We have shown that LT(R192G) can induce protective immunity when coadministered with whole inactivated bacteria (8) or viruses (32) or subunits of relevant virulence determinants from these pathogens (41). This adjuvant promotes the development of both humoral (antibody) and cell-mediated immune responses against the pathogen in both the systemic and mucosal compartments.

In a recent study by Chong et al. (8), the function of LT(R192G) in protection against typhoid-like disease was to upregulate or enhance the Th1 arm of the immune response against killed organisms. Specifically, mice immunized orally with killed Salmonella dublin in conjunction with LT(R192G) were protected against lethal challenge and had higher gamma interferon (IFN-) interleukin-2, and IgG responses than did mice immunized orally with killed S. dublin alone, which were not protected. Conclusive evidence for an association of IFN- with adjuvant-induced protection was provided in the studies in which neutralization of endogenous IFN- with anti-IFN- (monoclonal antibody R4-6A2) resulted in loss of protection against lethal oral challenge.

In the present study, we examined the ability of LT(R192G) to enhance the humoral and cellular immune responses against C. albicans and to induce protection against colonization and lethal i.v. challenge with wild-type C. albicans. Solid protection against colonization and lethal i.v. challenge was achieved following i.n. immunization with heat-killed whole organisms in conjunction with this adjuvant. Both the humoral and cellular immune responses against C. albicans were enhanced. A strong DTH response to mannan was observed in animals vaccinated with the mixture of HK-CA and LT(R192G).
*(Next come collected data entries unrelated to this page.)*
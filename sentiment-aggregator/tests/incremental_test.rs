mod common;

use common::*;
use sentiment_aggregator::{
    EngineConfig, Instrument, MemoryStore, SentimentCounts, SentimentEngine, Strategy,
    StrategySelector, UpdateScope,
};
use interfaces::{FieldValue, Query, TabularStore};
use std::collections::BTreeSet;
use std::sync::Arc;

fn dates(raw: &[&str]) -> BTreeSet<chrono::NaiveDate> {
    raw.iter().map(|s| d(s)).collect()
}

#[tokio::test]
async fn august_holiday_week_rolls_forward() {
    init_tracing();
    let (store, fpt) = august_store(50).await;
    let engine = engine_over(store.clone());

    let written = engine
        .incremental_update(&fpt, &dates(&["2025-08-11", "2025-08-13", "2025-08-14"]))
        .await;

    assert_eq!(written, 2);
    assert_eq!(counts_on(&engine, &fpt, "2025-08-11").await, Some(SentimentCounts::new(1, 0, 0)));
    assert_eq!(counts_on(&engine, &fpt, "2025-08-12").await, Some(SentimentCounts::default()));
    assert_eq!(counts_on(&engine, &fpt, "2025-08-15").await, Some(SentimentCounts::new(0, 2, 1)));
}

#[tokio::test]
async fn repeated_incremental_runs_do_not_double_count() {
    init_tracing();
    let (store, fpt) = august_store(50).await;
    let engine = engine_over(store.clone());
    let news_dates = dates(&["2025-08-11", "2025-08-13", "2025-08-14"]);

    engine.incremental_update(&fpt, &news_dates).await;
    let first = store.rows(&fpt.stock_table()).await;
    engine.incremental_update(&fpt, &news_dates).await;
    engine.incremental_update(&fpt, &news_dates).await;

    assert_eq!(store.rows(&fpt.stock_table()).await, first);
}

#[tokio::test]
async fn a_new_holiday_date_recounts_the_whole_span() {
    init_tracing();
    let (store, fpt) = august_store(50).await;
    let engine = engine_over(store.clone());

    // Only 08-14 is new, but 08-15 still owns the 08-13 news.
    engine.incremental_update(&fpt, &dates(&["2025-08-14"])).await;

    assert_eq!(counts_on(&engine, &fpt, "2025-08-15").await, Some(SentimentCounts::new(0, 2, 1)));
    assert_eq!(counts_on(&engine, &fpt, "2025-08-11").await, Some(SentimentCounts::default()));
}

#[tokio::test]
async fn tail_overflow_lands_on_latest_session() {
    init_tracing();
    let (store, fpt) = august_store(50).await;
    store.seed(&fpt.news_table(), news("2025-08-16", Some("Positive"), 3)).await;
    store.seed(&fpt.news_table(), news("2025-08-01", Some("Negative"), 5)).await;
    let engine = engine_over(store.clone());

    let report = engine
        .run(&fpt, &UpdateScope::Incremental(dates(&["2025-08-01", "2025-08-16"])))
        .await
        .unwrap();

    assert_eq!(report.strategy, Strategy::RollForward);
    // 08-01 is older than the first session's lookback: reported, never counted.
    assert_eq!(report.unreachable, vec![d("2025-08-01")]);
    assert_eq!(report.affected_sessions, 2);
    // 08-16 rides on 08-15 together with the holiday news.
    let friday = counts_on(&engine, &fpt, "2025-08-15").await;
    assert_eq!(friday, Some(SentimentCounts::new(3, 2, 1)));
    let monday = counts_on(&engine, &fpt, "2025-08-11").await;
    assert_eq!(monday, Some(SentimentCounts::new(1, 0, 0)));
}

#[tokio::test]
async fn news_after_the_only_session_rolls_back_onto_it() {
    init_tracing();
    let store = Arc::new(MemoryStore::new());
    let vcb = Instrument::new("VCB");
    seed_calendar(&store, &vcb, &["2025-08-11"]).await;
    store.seed(&vcb.news_table(), news("2025-08-12", Some("Neutral"), 1)).await;
    pad_news_to(&store, &vcb, 60, "2025-08-12").await;
    let engine = engine_over(store.clone());

    let report = engine
        .run(&vcb, &UpdateScope::Incremental(dates(&["2025-08-12"])))
        .await
        .unwrap();

    assert_eq!(report.affected_sessions, 1);
    assert_eq!(counts_on(&engine, &vcb, "2025-08-11").await, Some(SentimentCounts::new(0, 0, 1)));
}

#[tokio::test]
async fn daily_mode_never_creates_session_rows() {
    init_tracing();
    let (store, fpt) = august_store(10).await;
    store.seed(&fpt.news_table(), news("2025-08-16", Some("Positive"), 2)).await;
    let engine = engine_over(store.clone());

    let report = engine
        .run(
            &fpt,
            &UpdateScope::Incremental(dates(&["2025-08-12", "2025-08-13", "2025-08-16"])),
        )
        .await
        .unwrap();

    assert_eq!(report.strategy, Strategy::Daily);
    assert_eq!(report.commit.missing, vec![d("2025-08-13"), d("2025-08-16")]);
    assert_eq!(store.rows(&fpt.stock_table()).await.len(), 3);
    assert_eq!(counts_on(&engine, &fpt, "2025-08-13").await, None);
    assert_eq!(counts_on(&engine, &fpt, "2025-08-15").await, Some(SentimentCounts::default()));
}

#[tokio::test]
async fn daily_mode_keeps_counts_on_their_own_date() {
    init_tracing();
    let (store, fpt) = august_store(10).await;
    let engine = engine_over(store.clone());

    engine
        .incremental_update(
            &fpt,
            &dates(&["2025-08-11", "2025-08-13", "2025-08-14", "2025-08-15"]),
        )
        .await;

    assert_eq!(counts_on(&engine, &fpt, "2025-08-11").await, Some(SentimentCounts::new(1, 0, 0)));
    // Holiday news stays with its holiday and is not carried onto Friday.
    assert_eq!(counts_on(&engine, &fpt, "2025-08-15").await, Some(SentimentCounts::default()));
}

#[tokio::test]
async fn single_date_and_multi_date_chunks_agree() {
    init_tracing();
    let news_dates = dates(&["2025-08-11", "2025-08-13", "2025-08-14", "2025-08-15"]);

    for news_total in [10, 50] {
        let mut outcomes = Vec::new();
        for batch_size in [1, 2, 20] {
            let (store, fpt) = august_store(news_total).await;
            let config = EngineConfig {
                daily_batch_size: batch_size,
                range_batch_size: batch_size,
                ..EngineConfig::default()
            };
            let engine = SentimentEngine::new(store.clone(), config);

            let report = engine
                .run(&fpt, &UpdateScope::Incremental(news_dates.clone()))
                .await
                .unwrap();
            assert!(report.incomplete.is_empty());
            let monday = counts_on(&engine, &fpt, "2025-08-11").await;
            assert_eq!(monday, Some(SentimentCounts::new(1, 0, 0)));
            outcomes.push(store.rows(&fpt.stock_table()).await);
        }
        assert_eq!(outcomes[0], outcomes[1], "news_total={}", news_total);
        assert_eq!(outcomes[0], outcomes[2], "news_total={}", news_total);
    }
}

#[tokio::test]
async fn low_activity_day_keeps_both_labels() {
    init_tracing();
    let store = Arc::new(MemoryStore::new());
    let vcb = Instrument::new("VCB");
    seed_calendar(&store, &vcb, &["2025-08-11", "2025-08-12"]).await;
    store.seed(&vcb.news_table(), news("2025-08-12", Some("Positive"), 1)).await;
    store.seed(&vcb.news_table(), news("2025-08-12", Some("Negative"), 1)).await;
    let engine = engine_over(store.clone());

    let report = engine
        .run(&vcb, &UpdateScope::Incremental(dates(&["2025-08-12"])))
        .await
        .unwrap();

    assert_eq!(report.strategy, Strategy::Daily);
    assert_eq!(report.commit.written, 1);
    let tuesday = counts_on(&engine, &vcb, "2025-08-12").await;
    assert_eq!(tuesday, Some(SentimentCounts::new(1, 1, 0)));
    let monday = counts_on(&engine, &vcb, "2025-08-11").await;
    assert_eq!(monday, Some(SentimentCounts::default()));
}

#[tokio::test]
async fn oversized_lookback_fails_without_writing() {
    init_tracing();
    let (store, fpt) = august_store(50).await;
    let before = store.rows(&fpt.stock_table()).await;
    let config = EngineConfig {
        fallback_lookback_days: u32::MAX,
        ..EngineConfig::default()
    };
    let engine = SentimentEngine::new(store.clone(), config);

    let written = engine
        .incremental_update(&fpt, &dates(&["2025-08-11", "2025-08-13"]))
        .await;

    assert_eq!(written, 0);
    assert_eq!(store.rows(&fpt.stock_table()).await, before);
}

#[tokio::test]
async fn strategy_switches_at_fifty_records() {
    init_tracing();
    let (low, fpt) = august_store(49).await;
    let (active, _) = august_store(50).await;

    let quiet = StrategySelector::new(low.as_ref(), 50).select(&fpt).await;
    let busy = StrategySelector::new(active.as_ref(), 50).select(&fpt).await;
    assert_eq!(quiet, Strategy::Daily);
    assert_eq!(busy, Strategy::RollForward);
}

#[tokio::test]
async fn unreadable_news_count_defaults_to_roll_forward() {
    init_tracing();
    let (store, fpt) = august_store(10).await;
    let faulty = FaultyStore::new(store).failing_count();

    assert_eq!(StrategySelector::new(&faulty, 50).select(&fpt).await, Strategy::RollForward);
}

#[tokio::test]
async fn failed_chunk_leaves_its_sessions_untouched() {
    init_tracing();
    let (store, fpt) = august_store(50).await;
    store
        .update(
            &Query::table(fpt.stock_table()).eq("date", d("2025-08-12")),
            &[("Positive".to_string(), FieldValue::Int(7))],
        )
        .await
        .unwrap();
    let faulty = Arc::new(
        FaultyStore::new(store.clone()).failing_select(|q| mentions_date(q, d("2025-08-12"))),
    );
    let config = EngineConfig {
        range_batch_size: 2,
        ..EngineConfig::default()
    };
    let engine = SentimentEngine::new(faulty, config);

    let report = engine
        .run(
            &fpt,
            &UpdateScope::Incremental(dates(&["2025-08-11", "2025-08-12", "2025-08-13"])),
        )
        .await
        .unwrap();

    assert_eq!(report.incomplete, vec![d("2025-08-12")]);
    let reader = engine_over(store.clone());
    assert_eq!(counts_on(&reader, &fpt, "2025-08-12").await, Some(SentimentCounts::new(7, 0, 0)));
    assert_eq!(counts_on(&reader, &fpt, "2025-08-11").await, Some(SentimentCounts::new(1, 0, 0)));
    assert_eq!(counts_on(&reader, &fpt, "2025-08-15").await, Some(SentimentCounts::new(0, 2, 1)));
}

#[tokio::test]
async fn empty_calendar_means_nothing_to_do() {
    init_tracing();
    let store = Arc::new(MemoryStore::new());
    let engine = engine_over(store);

    let written = engine
        .incremental_update(&Instrument::new("IMP"), &dates(&["2025-08-11"]))
        .await;
    assert_eq!(written, 0);
    assert_eq!(
        engine.incremental_update(&Instrument::new("IMP"), &BTreeSet::new()).await,
        0
    );
}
Moreover, isotype analysis of anti-Candida antibodies in protected animals revealed a predominance of antibodies of the IgG2a isotype, suggesting a strong Th1-type cytokine response. Studies to characterize the cytokine pattern observed in protected animals, using antigen restimulation studies and reverse transcriptase PCR analyses, are under way.

Currently, there are no vaccines available for human mycoses, and there is an urgent need to develop measures of prophylactic immunointervention against fungal pathogens. This is especially important if one considers a mass prophylactic treatment for immunocompromised human hosts. On the one hand, vaccines containing a live, replicating organism are associated with an inherent risk of infection, even when the vaccine strain is attenuated or exhibits low virulence. On the other hand, although subunit vaccines are safer, the cost and labor involved in the purification process of proteins or immunogenic carbohydrates represent a hindrance to the development of such vaccines. The concept of using inactivated C. albicans as a component of a potential anti-Candida vaccine is attractive because of its safety and the ease and low cost associated with the preparation of large numbers of cells of the inactivated yeast.
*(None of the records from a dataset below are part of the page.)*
use crate::aggregators::{daily, roll_forward};
use crate::counter::{DateCounts, SessionSpan};
use crate::resolver::AffectedSessionMap;
use crate::types::{SentimentCounts, Strategy};
use chrono::NaiveDate;
use std::collections::BTreeMap;
use tracing::info;

/// Final per-session tallies, ready to commit.
pub type SessionTotals = BTreeMap<NaiveDate, SentimentCounts>;

/// What an aggregation pass covers.
#[derive(Debug, Clone, PartialEq, Eq)]
pub enum AggregationPlan {
    /// Only the affected sessions, each summed over its own span.
    Incremental {
        sessions: AffectedSessionMap,
        spans: Vec<SessionSpan>,
    },
    /// All of `[start, end]`. `sessions` are the in-window trading days, ascending.
    FullWindow {
        sessions: Vec<NaiveDate>,
        start: NaiveDate,
        end: NaiveDate,
    },
}

/// One aggregation entry point for both run scopes, so the incremental and
/// full-window paths share their arithmetic.
pub struct Aggregator {
    strategy: Strategy,
}

impl Aggregator {
    pub fn new(strategy: Strategy) -> Self {
        Self { strategy }
    }

    pub fn aggregate(&self, plan: &AggregationPlan, by_date: &DateCounts) -> SessionTotals {
        let totals = match (self.strategy, plan) {
            (Strategy::Daily, AggregationPlan::Incremental { sessions, .. }) => {
                daily::group_by_session(sessions, by_date)
            }
            (Strategy::Daily, AggregationPlan::FullWindow { start, end, .. }) => {
                daily::passthrough(by_date, *start, *end)
            }
            (Strategy::RollForward, AggregationPlan::Incremental { spans, .. }) => {
                roll_forward::sum_spans(spans, by_date)
            }
            (Strategy::RollForward, AggregationPlan::FullWindow { sessions, .. }) => {
                roll_forward::sweep(by_date, sessions)
            }
        };

        info!(
            "{} aggregation produced totals for {} sessions",
            self.strategy,
            totals.len()
        );
        totals
    }
}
In future studies, we intend to determine if the protection conferred by this vaccine can be passively transferred to naive and immunocompromised mice and whether immunological protection supersedes the induction of immunosuppression in experimental animals. Concomitantly, our studies will determine if protection can be achieved in animals that are colonized with Candida prior to vaccination and if cross-protection against other Candida species can be achieved by using this mucosal immunization strategy. With the information obtained in the proposed studies, future vaccine strategies can be designed by using similar vaccination procedures for a variety of fungal pathogens. These are important issues because they take us beyond the phenomenological observations of "enhanced immunity" to a clearer understanding of the mechanisms of protection against Candida and the practical implications of the development of antifungal vaccines.